About this exercise =
The answer must be an exact restatement of all the data.

Saved entries =
——

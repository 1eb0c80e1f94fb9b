//! Header source and extractor.

use std::ops::Deref;

use http::HeaderMap;
use pinax_bind::ValueGetter;
use pinax_core::Bindable;

use crate::extractor::bind_source;
use crate::{ExtractionContext, FromRequest, Rejection, RequestSource};

/// Request headers as a key/value source.
///
/// Lookups are case-insensitive. Repeated headers yield every value in
/// order. Values that are not visible ASCII are skipped by `get` and
/// `get_all` but still count as present.
///
/// ```rust
/// use http::HeaderMap;
/// use pinax_bind::ValueGetter;
/// use pinax_extract::HeaderValues;
///
/// let mut headers = HeaderMap::new();
/// headers.append("x-tag", "a".parse().unwrap());
/// headers.append("x-tag", "b".parse().unwrap());
///
/// let values = HeaderValues::new(&headers);
/// assert_eq!(values.get("X-Tag"), Some("a"));
/// assert_eq!(values.get_all("X-TAG"), vec!["a", "b"]);
/// ```
#[derive(Debug, Clone, Copy)]
pub struct HeaderValues<'a> {
    headers: &'a HeaderMap,
}

impl<'a> HeaderValues<'a> {
    /// Wraps a header map.
    #[must_use]
    pub fn new(headers: &'a HeaderMap) -> Self {
        Self { headers }
    }
}

impl ValueGetter for HeaderValues<'_> {
    fn get(&self, key: &str) -> Option<&str> {
        self.headers.get(key).and_then(|value| value.to_str().ok())
    }

    fn get_all(&self, key: &str) -> Vec<&str> {
        self.headers
            .get_all(key)
            .iter()
            .filter_map(|value| value.to_str().ok())
            .collect()
    }

    fn has(&self, key: &str) -> bool {
        self.headers.contains_key(key)
    }

    /// Header names, lowercased.
    fn keys(&self) -> Vec<&str> {
        self.headers.keys().map(http::HeaderName::as_str).collect()
    }

    fn approx_count(&self, prefix: &str) -> Option<usize> {
        let prefix = prefix.to_ascii_lowercase();
        Some(
            self.headers
                .keys()
                .filter(|name| {
                    name.as_str()
                        .strip_prefix(prefix.as_str())
                        .is_some_and(|rest| rest.starts_with('.') || rest.starts_with('['))
                })
                .count(),
        )
    }
}

/// Extractor that binds the `header`-tagged fields of `T`.
#[derive(Debug, Clone, PartialEq, Eq)]
pub struct Headers<T>(pub T);

impl<T> Headers<T> {
    /// Consumes the Headers and returns the inner value.
    #[must_use]
    pub fn into_inner(self) -> T {
        self.0
    }
}

impl<T> Deref for Headers<T> {
    type Target = T;

    fn deref(&self) -> &Self::Target {
        &self.0
    }
}

impl<T: Bindable + Default> FromRequest for Headers<T> {
    fn from_request(ctx: &ExtractionContext) -> Result<Self, Rejection> {
        let values = HeaderValues::new(ctx.headers());
        bind_source(ctx, &values, RequestSource::Header).map(Headers)
    }
}
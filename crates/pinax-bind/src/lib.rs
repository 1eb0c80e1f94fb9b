//! # Pinax Bind
//!
//! The binding engine: reads untyped key/value sources and body payloads into
//! [`Bindable`](pinax_core::Bindable) structs.
//!
//! | Item | Role |
//! |------|------|
//! | [`ValueGetter`], [`FileGetter`] | What a source must provide |
//! | [`ValueMap`] | In-memory multimap source |
//! | [`PrefixedGetter`] | Prefix-scoped view used for nested structs |
//! | [`bind`], [`Binder`] | Bind one key/value source |
//! | [`bind_body`], [`BodyFormat`] | Decode a JSON, XML or YAML body |
//! | [`Sources`] | Bind several sources into one struct, in order |
//! | [`JsonFieldTrie`] | Unknown JSON field detection |
//!
//! ## Key notation
//!
//! Nested structs read `address.city`. Maps read `meta.key`, `meta[key]`,
//! `meta["dotted.key"]`, or a JSON object under `meta`. Slices of structs
//! read `items[0].name` or `items.0.name`. Scalar slices read repeated keys,
//! or one comma-separated value in CSV mode.
//!
//! ## Limits
//!
//! Struct nesting, slice length and map size are bounded by
//! [`BindSettings`](pinax_core::BindSettings). Exceeding the depth limit
//! always aborts the bind; slice and map limits are reported per field.

#![doc(html_root_url = "https://docs.rs/pinax-bind/0.1.0")]
#![warn(missing_docs)]
#![forbid(unsafe_code)]

mod binder;
mod codec;
mod field;
mod getter;
mod keys;
mod scoped;
mod sources;
mod unknown;

pub use binder::{bind, bind_body, bind_in, Binder};
pub use codec::{decode_body, decode_json_reader, BodyFormat};
pub use getter::{FileError, FileGetter, ValueGetter, ValueMap};
pub use scoped::PrefixedGetter;
pub use sources::Sources;
pub use unknown::{JsonField, JsonFieldTrie};
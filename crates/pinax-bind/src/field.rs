//! The recursive field binder.
//!
//! One [`FieldBinder`] lives for one namespace of a bind call. It walks
//! the cached [`StructInfo`] of the destination and, per field, picks the
//! first matching strategy: file, map, nested struct, indexed struct slice,
//! then key lookup with default and required handling, and finally slice or
//! scalar conversion.
//!
//! Field-level failures go through [`FieldBinder::record`], which either
//! returns them (fail-fast) or stores them (collect-all). Depth overruns and
//! unreachable fields abort the call in both modes.
//!
//! Counters go to the [`BindRun`] of the whole call, which fires the
//! completion hook once when it is dropped.

use std::any::Any;
use std::collections::BTreeMap;
use std::sync::Arc;

use pinax_core::{
    convert_into, convert_value, BindConfig, BindError, BindStats, BoxedValue, ConvertError,
    ErrorMode, Error, FieldEvent, FieldKind, FieldMetadata, LeafRepr, LimitError, LimitKind,
    MultiError, Primitive, Result, ShapeKind, SliceMode, StructInfo, TypeRegistry, TypeShape,
};
use tracing::{debug, trace};

use crate::getter::ValueGetter;
use crate::keys::{json_object_values, scan_map_keys, slice_index, JsonEntries, MapEntry};
use crate::scoped::PrefixedGetter;

/// Initial map capacity when the source cannot estimate one.
const DEFAULT_MAP_CAPACITY: usize = 8;

/// Counters of one bind call, however many sources it reads.
///
/// Dropping it logs the totals and fires the completion hook, so every exit
/// path reports exactly once.
pub(crate) struct BindRun<'c> {
    config: &'c BindConfig,
    pub(crate) stats: BindStats,
}

impl<'c> BindRun<'c> {
    pub(crate) fn new(config: &'c BindConfig) -> Self {
        Self {
            config,
            stats: BindStats::default(),
        }
    }

    /// Counts an error raised outside the field binder.
    pub(crate) fn fail(&mut self, err: Error) -> Error {
        self.stats.errors += 1;
        err
    }

    /// Runs the configured validator on the finished destination.
    pub(crate) fn validate<T: Any>(&mut self, dest: &T) -> Result<()> {
        let config = self.config;
        match config.validator() {
            Some(validator) => validator
                .validate(dest)
                .map_err(|reason| self.fail(Error::validation(reason))),
            None => Ok(()),
        }
    }
}

impl Drop for BindRun<'_> {
    fn drop(&mut self) {
        debug!(
            attempted = self.stats.fields_attempted,
            bound = self.stats.fields_bound,
            errors = self.stats.errors,
            "bind complete"
        );
        self.config.hooks().complete(&self.stats);
    }
}

/// Field traversal for one namespace.
pub(crate) struct FieldBinder<'b> {
    registry: &'b TypeRegistry,
    config: &'b BindConfig,
    namespace: &'b str,
    stats: &'b mut BindStats,
    errors: MultiError,
}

——

Finished task =
repository 1eb0c80e1f94fb9b
//! Header source and extractor.

use std::ops::Deref;

use http::HeaderMap;
use pinax_bind::ValueGetter;
use pinax_core::Bindable;

use crate::extractor::bind_source;
use crate::{ExtractionContext, FromRequest, Rejection, RequestSource};

/// Request headers as a key/value source.
///
/// Lookups are case-insensitive. Repeated headers yield every value in
/// order. Values that are not visible ASCII are skipped by `get` and
/// `get_all` but still count as present.
///
/// ```rust
/// use http::HeaderMap;
/// use pinax_bind::ValueGetter;
/// use pinax_extract::HeaderValues;
///
/// let mut headers = HeaderMap::new();
/// headers.append("x-tag", "a".parse().unwrap());
/// headers.append("x-tag", "b".parse().unwrap());
///
/// let values = HeaderValues::new(&headers);
/// assert_eq!(values.get("X-Tag"), Some("a"));
/// assert_eq!(values.get_all("X-TAG"), vec!["a", "b"]);
/// ```
#[derive(Debug, Clone, Copy)]
pub struct HeaderValues<'a> {
    headers: &'a HeaderMap,
}

impl<'a> HeaderValues<'a> {
    /// Wraps a header map.
    #[must_use]
    pub fn new(headers: &'a HeaderMap) -> Self {
        Self { headers }
    }
}

impl ValueGetter for HeaderValues<'_> {
    fn get(&self, key: &str) -> Option<&str> {
        self.headers.get(key).and_then(|value| value.to_str().ok())
    }

    fn get_all(&self, key: &str) -> Vec<&str> {
        self.headers
            .get_all(key)
            .iter()
            .filter_map(|value| value.to_str().ok())
            .collect()
    }

    fn has(&self, key: &str) -> bool {
        self.headers.contains_key(key)
    }

    /// Header names, lowercased.
    fn keys(&self) -> Vec<&str> {
        self.headers.keys().map(http::HeaderName::as_str).collect()
    }

    fn approx_count(&self, prefix: &str) -> Option<usize> {
        let prefix = prefix.to_ascii_lowercase();
        Some(
            self.headers
                .keys()
                .filter(|name| {
                    name.as_str()
                        .strip_prefix(prefix.as_str())
                        .is_some_and(|rest| rest.starts_with('.') || rest.starts_with('['))
                })
                .count(),
        )
    }
}

/// Extractor that binds the `header`-tagged fields of `T`.
#[derive(Debug, Clone, PartialEq, Eq)]
pub struct Headers<T>(pub T);

impl<T> Headers<T> {
    /// Consumes the Headers and returns the inner value.
    #[must_use]
    pub fn into_inner(self) -> T {
        self.0
    }
}

impl<T> Deref for Headers<T> {
    type Target = T;

    fn deref(&self) -> &Self::Target {
        &self.0
    }
}

impl<T: Bindable + Default> FromRequest for Headers<T> {
    fn from_request(ctx: &ExtractionContext) -> Result<Self, Rejection> {
        let values = HeaderValues::new(ctx.headers());
        bind_source(ctx, &values, RequestSource::Header).map(Headers)
    }
}
filename crates/pinax-bind/src/lib.rs
repository 1eb0c80e1f94fb9b
//! # Pinax Bind
//!
//! The binding engine: reads untyped key/value sources and body payloads into
//! [`Bindable`](pinax_core::Bindable) structs.
//!
//! | Item | Role |
//! |------|------|
//! | [`ValueGetter`], [`FileGetter`] | What a source must provide |
//! | [`ValueMap`] | In-memory multimap source |
//! | [`PrefixedGetter`] | Prefix-scoped view used for nested structs |
//! | [`bind`], [`Binder`] | Bind one key/value source |
//! | [`bind_body`], [`BodyFormat`] | Decode a JSON, XML or YAML body |
//! | [`Sources`] | Bind several sources into one struct, in order |
//! | [`JsonFieldTrie`] | Unknown JSON field detection |
//!
//! ## Key notation
//!
//! Nested structs read `address.city`. Maps read `meta.key`, `meta[key]`,
//! `meta["dotted.key"]`, or a JSON object under `meta`. Slices of structs
//! read `items[0].name` or `items.0.name`. Scalar slices read repeated keys,
//! or one comma-separated value in CSV mode.
//!
//! ## Limits
//!
//! Struct nesting, slice length and map size are bounded by
//! [`BindSettings`](pinax_core::BindSettings). Exceeding the depth limit
//! always aborts the bind; slice and map limits are reported per field.

#![doc(html_root_url = "https://docs.rs/pinax-bind/0.1.0")]
#![warn(missing_docs)]
#![forbid(unsafe_code)]

mod binder;
mod codec;
mod field;
mod getter;
mod keys;
mod scoped;
mod sources;
mod unknown;

pub use binder::{bind, bind_body, bind_in, Binder};
pub use codec::{decode_body, decode_json_reader, BodyFormat};
pub use getter::{FileError, FileGetter, ValueGetter, ValueMap};
pub use scoped::PrefixedGetter;
pub use sources::Sources;
pub use unknown::{JsonField, JsonFieldTrie};
filename crates/pinax-bind/src/field.rs
//! The recursive field binder.
//!
//! One [`FieldBinder`] lives for one namespace of a bind call. It walks
//! the cached [`StructInfo`] of the destination and, per field, picks the
//! first matching strategy: file, map, nested struct, indexed struct slice,
//! then key lookup with default and required handling, and finally slice or
//! scalar conversion.
//!
//! Field-level failures go through [`FieldBinder::record`], which either
//! returns them (fail-fast) or stores them (collect-all). Depth overruns and
//! unreachable fields abort the call in both modes.
//!
//! Counters go to the [`BindRun`] of the whole call, which fires the
//! completion hook once when it is dropped.

use std::any::Any;
use std::collections::BTreeMap;
use std::sync::Arc;

use pinax_core::{
    convert_into, convert_value, BindConfig, BindError, BindStats, BoxedValue, ConvertError,
    ErrorMode, Error, FieldEvent, FieldKind, FieldMetadata, LeafRepr, LimitError, LimitKind,
    MultiError, Primitive, Result, ShapeKind, SliceMode, StructInfo, TypeRegistry, TypeShape,
};
use tracing::{debug, trace};

use crate::getter::ValueGetter;
use crate::keys::{json_object_values, scan_map_keys, slice_index, JsonEntries, MapEntry};
use crate::scoped::PrefixedGetter;

/// Initial map capacity when the source cannot estimate one.
const DEFAULT_MAP_CAPACITY: usize = 8;

/// Counters of one bind call, however many sources it reads.
///
/// Dropping it logs the totals and fires the completion hook, so every exit
/// path reports exactly once.
pub(crate) struct BindRun<'c> {
    config: &'c BindConfig,
    pub(crate) stats: BindStats,
}

impl<'c> BindRun<'c> {
    pub(crate) fn new(config: &'c BindConfig) -> Self {
        Self {
            config,
            stats: BindStats::default(),
        }
    }

    /// Counts an error raised outside the field binder.
    pub(crate) fn fail(&mut self, err: Error) -> Error {
        self.stats.errors += 1;
        err
    }

    /// Runs the configured validator on the finished destination.
    pub(crate) fn validate<T: Any>(&mut self, dest: &T) -> Result<()> {
        let config = self.config;
        match config.validator() {
            Some(validator) => validator
                .validate(dest)
                .map_err(|reason| self.fail(Error::validation(reason))),
            None => Ok(()),
        }
    }
}

impl Drop for BindRun<'_> {
    fn drop(&mut self) {
        debug!(
            attempted = self.stats.fields_attempted,
            bound = self.stats.fields_bound,
            errors = self.stats.errors,
            "bind complete"
        );
        self.config.hooks().complete(&self.stats);
    }
}

/// Field traversal for one namespace.
pub(crate) struct FieldBinder<'b> {
    registry: &'b TypeRegistry,
    config: &'b BindConfig,
    namespace: &'b str,
    stats: &'b mut BindStats,
    errors: MultiError,
}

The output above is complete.